Start of RECORDS SHOWN
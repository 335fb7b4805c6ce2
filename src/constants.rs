//! Constants used throughout the application

/// Number of landmarks in one hand set
pub const NUM_HAND_LANDMARKS: usize = 21;

/// Hand landmark indices
pub const WRIST: usize = 0;
pub const THUMB_MCP: usize = 2;
pub const THUMB_IP: usize = 3;
pub const THUMB_TIP: usize = 4;
pub const INDEX_MCP: usize = 5;
pub const INDEX_DIP: usize = 7;
pub const INDEX_TIP: usize = 8;
pub const MIDDLE_MCP: usize = 9;
pub const MIDDLE_DIP: usize = 11;
pub const MIDDLE_TIP: usize = 12;
pub const RING_MCP: usize = 13;
pub const RING_DIP: usize = 15;
pub const RING_TIP: usize = 16;
pub const PINKY_MCP: usize = 17;
pub const PINKY_DIP: usize = 19;
pub const PINKY_TIP: usize = 20;

/// Face mesh indices: point between the eyes, outer eye corners
pub const FACE_CENTER: usize = 168;
pub const LEFT_EYE: usize = 33;
pub const RIGHT_EYE: usize = 263;

/// Gesture classifier ratios
pub const DEFAULT_THUMB_EXTENSION_RATIO: f32 = 1.5;
pub const DEFAULT_UP_FLEX_RATIO: f32 = 1.2;
pub const DEFAULT_THUMB_FOLD_RATIO: f32 = 0.6;
pub const DEFAULT_DOWN_FLEX_RATIO: f32 = 1.0;

/// Head history capacities
pub const DEFAULT_POSITION_WINDOW: usize = 20;
pub const DEFAULT_ANGLE_WINDOW: usize = 5;

/// Nod detection defaults
pub const DEFAULT_NOD_MIN_SAMPLES: usize = 10;
pub const DEFAULT_NOD_MIN_SIGN_CHANGES: usize = 2;
pub const DEFAULT_NOD_MIN_AMPLITUDE_PX: f64 = 10.0;

/// Tilt detection defaults
pub const DEFAULT_TILT_THRESHOLD_DEG: f64 = 20.0;
pub const DEFAULT_TILT_COOLDOWN_SECS: f64 = 0.8;

/// Workflow timing defaults (seconds)
pub const DEFAULT_COUNTDOWN_SECS: f64 = 3.0;
pub const DEFAULT_THUMBS_COOLDOWN_SECS: f64 = 2.0;
pub const DEFAULT_NOD_COOLDOWN_SECS: f64 = 1.0;

/// Rotation step applied per tilt, in degrees
pub const ROTATION_STEP_DEG: i32 = 90;

/// Outline thickness for the crop rectangle drawn on the photo
pub const PHOTO_OUTLINE_THICKNESS: u32 = 3;

/// Outline thickness for the crop rectangle drawn on the live frame
pub const FRAME_OUTLINE_THICKNESS: u32 = 2;

/// Default replay frame geometry
pub const DEFAULT_FRAME_WIDTH: u32 = 640;
pub const DEFAULT_FRAME_HEIGHT: u32 = 480;

/// Default frames per second assumption
pub const DEFAULT_FPS: f64 = 30.0;

/// Window names
pub const MAIN_WINDOW: &str = "Visual Interaction";
pub const CONFIRM_WINDOW: &str = "Confirm";
pub const FINAL_WINDOW: &str = "Final photo";
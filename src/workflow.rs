//! Frame-level capture workflow.
//!
//! `CaptureWorkflow` turns one frame's landmarks into `FrameEvents`, feeds
//! them to the `CaptureSession`, and describes what should be drawn for the
//! resulting mode.

use crate::{
    config::Config,
    constants::{CONFIRM_WINDOW, FINAL_WINDOW, FRAME_OUTLINE_THICKNESS, MAIN_WINDOW, PHOTO_OUTLINE_THICKNESS},
    gesture::GestureClassifier,
    head_motion::HeadMotionAnalyzer,
    imaging::{highlight_region, rotate_quarter_turns, CropRect, BLUE},
    landmarks::{FaceLandmarks, HandLandmarks},
    session::{CaptureSession, Controls, Effect, FrameEvents, Mode},
};
use image::{Rgb, RgbImage};
use std::time::{Instant, SystemTime};

/// One frame handed to the workflow
#[derive(Debug, Clone)]
pub struct FrameInput {
    /// Live camera image
    pub frame: RgbImage,
    /// Detected hands, at most two
    pub hands: Vec<HandLandmarks>,
    /// Detected face, if any
    pub face: Option<FaceLandmarks>,
    /// Controls polled for this frame
    pub controls: Controls,
    /// Monotonic frame time
    pub at: Instant,
    /// Wall-clock frame time
    pub wall_time: SystemTime,
}

/// Text to draw at a pixel position of the composed image
#[derive(Debug, Clone, PartialEq, Eq)]
pub struct TextOverlay {
    /// Text content
    pub text: String,
    /// Baseline origin
    pub position: (u32, u32),
}

/// Rectangle outline drawn on the base image
#[derive(Debug, Clone, Copy, PartialEq, Eq)]
pub struct RectOverlay {
    /// Outlined area
    pub rect: CropRect,
    /// Line color
    pub color: Rgb<u8>,
    /// Line thickness in pixels
    pub thickness: u32,
}

/// What the renderer should show for one frame
#[derive(Debug, Clone, PartialEq)]
pub struct RenderRequest {
    /// Target window
    pub window: &'static str,
    /// Mode the request was built for
    pub mode: Mode,
    /// Main image, usually the live frame
    pub base: RgbImage,
    /// Image placed to the right of `base`
    pub side: Option<RgbImage>,
    /// Outlines drawn on `base`
    pub rects: Vec<RectOverlay>,
    /// Texts over the composed image
    pub texts: Vec<TextOverlay>,
}

impl RenderRequest {
    fn new(window: &'static str, mode: Mode, base: RgbImage) -> Self {
        Self {
            window,
            mode,
            base,
            side: None,
            rects: Vec::new(),
            texts: Vec::new(),
        }
    }

    fn text(mut self, text: impl Into<String>, position: (u32, u32)) -> Self {
        self.texts.push(TextOverlay {
            text: text.into(),
            position,
        });
        self
    }
}

/// Result of processing one frame
#[derive(Debug, Clone)]
pub struct Step {
    /// Drawing request for this frame
    pub render: RenderRequest,
    /// Side effects the caller must perform, in order
    pub effects: Vec<Effect>,
}

/// Classifier, head analyzer and session wired together
pub struct CaptureWorkflow {
    classifier: GestureClassifier,
    analyzer: HeadMotionAnalyzer,
    session: CaptureSession,
}

impl CaptureWorkflow {
    /// Create a workflow from configuration
    #[must_use]
    pub fn new(config: &Config) -> Self {
        Self {
            classifier: GestureClassifier::new(config.gesture.clone()),
            analyzer: HeadMotionAnalyzer::new(config.head_motion.clone()),
            session: CaptureSession::new(config.workflow.clone()),
        }
    }

    /// Current session state
    #[must_use]
    pub const fn session(&self) -> &CaptureSession {
        &self.session
    }

    /// Head motion analyzer state
    #[must_use]
    pub const fn analyzer(&self) -> &HeadMotionAnalyzer {
        &self.analyzer
    }

    /// Derive the events of one frame.
    ///
    /// Nods are only evaluated in Crop and tilts only in Rotate, so the tilt
    /// cooldown is not consumed elsewhere.
    pub fn derive_events(&mut self, input: &FrameInput) -> FrameEvents {
        let mode = self.session.mode();
        let (width, height) = input.frame.dimensions();

        if let Some(face) = &input.face {
            self.analyzer.observe(face, width, height, input.at);
        }

        let mut events = FrameEvents {
            controls: input.controls,
            ..FrameEvents::default()
        };
        if mode == Mode::Done || input.controls.cancel || input.controls.reset {
            return events;
        }

        events.gestures = self.classifier.classify_all(&input.hands);
        match mode {
            Mode::Crop => {
                events.crop_rect = CropRect::from_hands(&input.hands, width, height);
                events.nod = input.face.is_some() && self.analyzer.detect_nod();
            }
            Mode::Rotate if input.face.is_some() => {
                events.tilt = self.analyzer.detect_tilt(input.at);
            }
            _ => {}
        }
        events
    }

    /// Process one frame: derive events, advance the session, describe the display
    pub fn process(&mut self, input: FrameInput) -> Step {
        let events = self.derive_events(&input);
        Step {
            effects: self.apply(&events, &input),
            render: self.render_request(input.frame, input.at),
        }
    }

    /// Advance the session with already-derived events
    pub fn apply(&mut self, events: &FrameEvents, input: &FrameInput) -> Vec<Effect> {
        if events.controls.reset && !events.controls.cancel {
            self.analyzer.reset_cooldown();
        }
        self.session.advance(events, &input.frame, input.at, input.wall_time)
    }

    /// The Done view, once the final photo exists
    #[must_use]
    pub fn final_view(&self) -> Option<RenderRequest> {
        if self.session.mode() != Mode::Done {
            return None;
        }
        let photo = self.session.captured()?;
        Some(RenderRequest::new(FINAL_WINDOW, Mode::Done, photo.clone()))
    }

    /// Build the drawing request for the current mode
    #[must_use]
    pub fn render_request(&self, frame: RgbImage, now: Instant) -> RenderRequest {
        let mode = self.session.mode();
        let (w, h) = frame.dimensions();
        let mode_label = (format!("Mode: {mode}"), (30, h.saturating_sub(20)));

        let request = match (mode, self.session.captured()) {
            (Mode::Done, _) => {
                if let Some(view) = self.final_view() {
                    return view;
                }
                RenderRequest::new(FINAL_WINDOW, mode, frame)
            }
            (Mode::CountingDown, _) => {
                let request = RenderRequest::new(MAIN_WINDOW, mode, frame);
                match self.session.countdown_remaining(now) {
                    Some(seconds) if seconds > 0 => request.text(format!("Taking photo in {seconds}s"), (50, 100)),
                    _ => request,
                }
            }
            (Mode::Confirm, Some(photo)) => {
                let mut request = RenderRequest::new(CONFIRM_WINDOW, mode, frame)
                    .text("Confirm photo? Thumbs up", (50, 50))
                    .text("Camera", ((w / 2).saturating_sub(50), h.saturating_sub(10)))
                    .text("Photo", ((w + w / 2).saturating_sub(50), h.saturating_sub(10)));
                request.side = Some(photo.clone());
                request
            }
            (Mode::Crop, Some(photo)) => {
                let rect = self.session.crop_rect();
                let mut request = RenderRequest::new(MAIN_WINDOW, mode, frame)
                    .text("Frame the photo with both hands - nod to confirm", (50, 50));
                if let Some(rect) = rect {
                    request.rects.push(RectOverlay {
                        rect: *rect,
                        color: BLUE,
                        thickness: FRAME_OUTLINE_THICKNESS,
                    });
                    request = request.text(
                        format!("Rect: ({},{}) - ({},{})", rect.x1(), rect.y1(), rect.x2(), rect.y2()),
                        (10, 30),
                    );
                }
                request.side = Some(highlight_region(photo, rect, PHOTO_OUTLINE_THICKNESS));
                request
            }
            (Mode::Rotate, Some(photo)) => {
                let mut request = RenderRequest::new(MAIN_WINDOW, mode, frame)
                    .text("Tilt head to rotate photo", (50, 50))
                    .text("Thumbs up to continue", (50, 80));
                request.side = Some(rotate_quarter_turns(photo, self.session.rotation_angle()));
                request
            }
            _ => RenderRequest::new(MAIN_WINDOW, mode, frame).text("Thumbs up to take a photo", (50, 50)),
        };

        request.text(mode_label.0, mode_label.1)
    }
}
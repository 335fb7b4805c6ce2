//! Full pipeline: replay file through the application to a saved photo


use gesture_capture::{
    app::CaptureApp,
    config::Config,
    landmarks::{FaceLandmarks, HandLandmarks},
    persistence::PngSink,
    render::HeadlessRenderer,
    replay::ReplaySource,
    session::Mode,
    Error,
};
use serde_json::{json, Value};
use std::path::{Path, PathBuf};
use test_helpers::*;

fn temp_dir(name: &str) -> PathBuf {
    let dir = std::env::temp_dir().join(format!("gesture_capture_replay_{}_{name}", std::process::id()));
    let _ = std::fs::remove_dir_all(&dir);
    std::fs::create_dir_all(&dir).unwrap();
    dir
}

fn record(t: f64, hands: &[HandLandmarks], face: Option<FaceLandmarks>) -> Value {
    let hands: Vec<_> = hands.iter().map(HandLandmarks::points).collect();
    let mut value = json!({ "t": t, "hands": hands });
    if let Some(face) = face {
        value["face"] = json!(face);
    }
    value
}

fn write_replay(dir: &Path, records: &[Value]) -> PathBuf {
    let path = dir.join("session.jsonl");
    let lines: Vec<String> = records.iter().map(Value::to_string).collect();
    std::fs::write(&path, lines.join("\n")).unwrap();
    path
}

fn config_for(dir: &Path) -> Config {
    let mut config = Config::default();
    config.replay.frame_width = 200;
    config.replay.frame_height = 160;
    config.output.directory = dir.join("results");
    config
}

/// Snapshot, confirm, crop by nodding, rotate a quarter turn, save
fn full_session() -> Vec<Value> {
    let mut records = vec![
        record(0.0, &[thumbs_up()], None),
        record(3.0, &[], None),
        record(5.0, &[thumbs_up()], None),
    ];

    let pattern = [0.5, 0.575, 0.5, 0.425];
    for i in 0..10 {
        let t = 5.1 + 0.033 * f64::from(i);
        records.push(record(t, &framing_hands_200(), Some(face_at(0.5, pattern[i as usize % 4]))));
    }
    for i in 0..5 {
        records.push(record(6.0 + 0.033 * f64::from(i), &[], Some(face_tilted(0.0))));
    }
    for i in 0..4 {
        records.push(record(6.2 + 0.033 * f64::from(i), &[], Some(face_tilted(40.0))));
    }
    records.push(record(8.0, &[thumbs_up()], None));
    records.push(json!({ "t": 8.1, "cancel": true }));
    records
}

#[test]
fn test_replay_saves_rotated_crop() {
    let dir = temp_dir("full");
    let config = config_for(&dir);
    let path = write_replay(&dir, &full_session());

    let source = ReplaySource::open(&path, &config.replay).unwrap();
    let mut app = CaptureApp::new(&config, source, HeadlessRenderer::new(None), PngSink::from_config(&config.output));
    let summary = app.run().unwrap();

    assert_eq!(summary.final_mode, Mode::Done);
    assert_eq!(summary.frames, 23);

    let saved = summary.saved.unwrap();
    assert!(saved.starts_with(dir.join("results")));
    assert_eq!(saved.extension().and_then(|e| e.to_str()), Some("png"));

    // 90×72 crop of the 200×160 frame, turned a quarter
    let photo = image::open(&saved).unwrap();
    assert_eq!((photo.width(), photo.height()), (72, 90));

    let files = std::fs::read_dir(dir.join("results")).unwrap().count();
    assert_eq!(files, 1);

    let _ = std::fs::remove_dir_all(&dir);
}

#[test]
fn test_preview_frames_written() {
    let dir = temp_dir("preview");
    let config = config_for(&dir);
    let records = vec![record(0.0, &[], None), record(0.1, &[thumbs_up()], None)];
    let path = write_replay(&dir, &records);

    let source = ReplaySource::open(&path, &config.replay).unwrap();
    let renderer = HeadlessRenderer::new(Some(dir.join("preview")));
    let mut app = CaptureApp::new(&config, source, renderer, PngSink::from_config(&config.output));
    let summary = app.run().unwrap();

    assert_eq!(summary.frames, 2);
    assert_eq!(summary.final_mode, Mode::CountingDown);
    assert!(summary.saved.is_none());
    assert_eq!(app.renderer().frames(), 2);
    assert!(dir.join("preview/frame_000000.png").exists());
    assert!(dir.join("preview/frame_000001.png").exists());
    assert!(!dir.join("results").exists());

    let _ = std::fs::remove_dir_all(&dir);
}

#[test]
fn test_cancel_stops_replay() {
    let dir = temp_dir("cancel");
    let config = config_for(&dir);
    let records = vec![
        record(0.0, &[thumbs_up()], None),
        json!({ "t": 0.1, "cancel": true }),
        record(3.5, &[], None),
    ];
    let path = write_replay(&dir, &records);

    let source = ReplaySource::open(&path, &config.replay).unwrap();
    let mut app = CaptureApp::new(&config, source, HeadlessRenderer::new(None), PngSink::from_config(&config.output));
    let summary = app.run().unwrap();

    assert_eq!(summary.frames, 2);
    assert_eq!(summary.final_mode, Mode::CountingDown);
    assert!(summary.saved.is_none());

    let _ = std::fs::remove_dir_all(&dir);
}

#[test]
fn test_reset_returns_to_idle() {
    let dir = temp_dir("reset");
    let config = config_for(&dir);
    let records = vec![
        record(0.0, &[thumbs_up()], None),
        record(3.0, &[], None),
        json!({ "t": 3.1, "reset": true }),
    ];
    let path = write_replay(&dir, &records);

    let source = ReplaySource::open(&path, &config.replay).unwrap();
    let mut app = CaptureApp::new(&config, source, HeadlessRenderer::new(None), PngSink::from_config(&config.output));
    let summary = app.run().unwrap();

    assert_eq!(summary.final_mode, Mode::Idle);
    assert!(app.workflow().session().captured().is_none());

    let _ = std::fs::remove_dir_all(&dir);
}

#[test]
fn test_malformed_record_is_fatal() {
    let dir = temp_dir("malformed");
    let config = config_for(&dir);
    let path = dir.join("session.jsonl");
    std::fs::write(&path, "{}\n{\"hands\": [[[0.5, 0.5, 0.0]]]}\n").unwrap();

    let source = ReplaySource::open(&path, &config.replay).unwrap();
    let mut app = CaptureApp::new(&config, source, HeadlessRenderer::new(None), PngSink::from_config(&config.output));

    assert!(matches!(app.run(), Err(Error::Acquisition(_))));

    let _ = std::fs::remove_dir_all(&dir);
}

#[test]
fn test_missing_replay_file() {
    let config = Config::default();
    let result = ReplaySource::open("/nonexistent/session.jsonl", &config.replay);
    assert!(matches!(result, Err(Error::Acquisition(_))));
}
End of RECORDS SHOWN
EXERCISE INSTRUCTIONS: Each line of the entries holding the string "Option" should be found and copied.

EXERCISE OUTPUT:
    pub face: Option<FaceLandmarks>,
    pub side: Option<RgbImage>,
    pub fn final_view(&self) -> Option<RenderRequest> {
fn record(t: f64, hands: &[HandLandmarks], face: Option<FaceLandmarks>) -> Value {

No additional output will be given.